Scraping can involve not only personal data, but also your buying behaviour as well as customary habits or hobbies. All of your online activities can be tracked, and although it may be stated as otherwise, there are ways that your data can be shared by other third parties, with contravening any laws

It is easy to collect detailed information, such as cell-phone numbers, email addresses and even your posts on the social networks, can easily be tracked and analysed.

There is considerable debate as to the ownership of data that is posted on the social networks. To whom does it really belong, and who should be allowed access to it?

It is also not surprising that media outlets are using data scraping methods by employing what are called listening devices to monitor what is being said on the social networks in real time. It is one of the ways that they can observe what is being said about specific organisations, products or people.

The debate is sure to continue, but there is no doubt that it can be useful.

Source: http://www.twm.co.nz/is-data-scraping-unethical/

Note:

Rose Marley is experienced web scraping consultant and writes articles on data scraping services, web data scraping, web scraper, data scraping services, website scraping, eBay product scraping, Forms Data Entry etc.

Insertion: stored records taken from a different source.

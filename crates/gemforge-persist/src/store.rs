//! The [`SaveStore`] trait and storage error taxonomy.

use crate::document::SaveDocument;
use std::path::PathBuf;

// ===========================================================================
// Errors
// ===========================================================================

/// Errors that can occur while reading or writing durable state.
///
/// None of these are fatal to the core: callers treat a read failure as
/// missing state (first run) and a write failure as a skipped checkpoint to
/// be retried at the next opportunity. Losing durability for one interval is
/// acceptable; losing in-memory correctness is not.
#[derive(Debug, thiserror::Error)]
pub enum StoreError {
    /// An I/O error occurred while touching the backing files.
    #[error(transparent)]
    Io(#[from] std::io::Error),

    /// A backing file exists but could not be parsed.
    #[error("corrupt save data in {file}: {detail}")]
    Corrupt { file: PathBuf, detail: String },

    /// The store refused the operation (used by test failure injection).
    #[error("save store unavailable")]
    Unavailable,
}

// ===========================================================================
// SaveStore
// ===========================================================================

/// Durable storage for session state.
///
/// Scalar slots return `Ok(None)` when the slot has never been written.
/// Writes are synchronous write-through: when a write method returns `Ok`,
/// the value is durable (for [`crate::FileStore`], flushed to disk).
pub trait SaveStore {
    /// Read the persisted gem total, if any.
    fn read_gems(&self) -> Result<Option<u64>, StoreError>;

    /// Write the gem total.
    fn write_gems(&mut self, total: u64) -> Result<(), StoreError>;

    /// Read the last shutdown checkpoint, in seconds since the UNIX epoch.
    fn read_checkpoint(&self) -> Result<Option<f64>, StoreError>;

    /// Write the shutdown checkpoint, in seconds since the UNIX epoch.
    fn write_checkpoint(&mut self, seconds: f64) -> Result<(), StoreError>;

    /// Read the active factory count, if any.
    fn read_factory_count(&self) -> Result<Option<u32>, StoreError>;

    /// Write the active factory count.
    fn write_factory_count(&mut self, count: u32) -> Result<(), StoreError>;

    /// Read the save document. `Ok(None)` means first run.
    fn read_document(&self) -> Result<Option<SaveDocument>, StoreError>;

    /// Write the save document.
    fn write_document(&mut self, doc: &SaveDocument) -> Result<(), StoreError>;
}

Let’s scrape the page, Using Python BeautifulSoup

Web scraping is the easiest job you can ever find. It is quite useful because even if you don’t have access to database of the website , you can still get the data out of those sites using web scraping. For web data extraction we are creating a script that will visit the websites and extract the data you want, without any extra authentication and with these scripts its easy to get more data in less time from these websites.
I always relied on python to do tasks and in this too there is a good third party library, Beautiful Soup. The official site itself have good documentation and it is clearly understandable. For those who don’t want to read that lengthy one and just want to try something using Beautiful Soup and python, read this simple script with the explanation.
Task : Extract all U.S university name and url from University of texas website as a csv ( comma-seperated values ) format.
Dependencies : python and Beautiful Soup

Script with explanation:

We have to use urllib2 to open the URL. Before we proceed further we should know these things. Web scraping will be effective only if we can find patterns used in the websites for denoting contents. For example in the university of texas website if you view the source of the page then you can see that all university names have a common format like as shown below in the screeshshot

Here we opened the university of texas using urllib2.urlopen(url) and we create a BeautifulSoup Object using soup = BeautifulSoup(page.read()) . Now we can manipulate the webpage using the methods of the soup object.

Here we used the findAll method that will search through the soup object to match for text, html tags and their attributes or anything within the page. Here we know that university name and url has a pattern which has the html tag ‘a’ and that tag has css class ‘institution’.
So that’s why we used soup.findAll(‘a’,{‘class’:'institution’}). The css class institution actually filtered the search otherwise if we simple give findAll(‘a) , script could have returned all the links within the page. We could have done the same thing using regular expression but using BeautifulSoup is more better in this case compared to regexp.

Here we traversed thorugh the list of universities. During execution of the loop. eachuniversity['href'] will give us the link to the university because in the initial pattern we saw that the link to each university is within the ‘a’ tag’s href property and the name of the university is the string following the ‘a’ tag and that’s why we used eachuniversity.string.

Source: http://kochi-coders.com/2011/05/30/lets-scrape-the-page-using-python-beautifulsoup/

Note:

Rose Marley is experienced web scraping consultant and writes articles on web data scraping, website data scraping, data scraping services, web scraping services, website scraping, eBay product scraping, Forms Data Entry etc.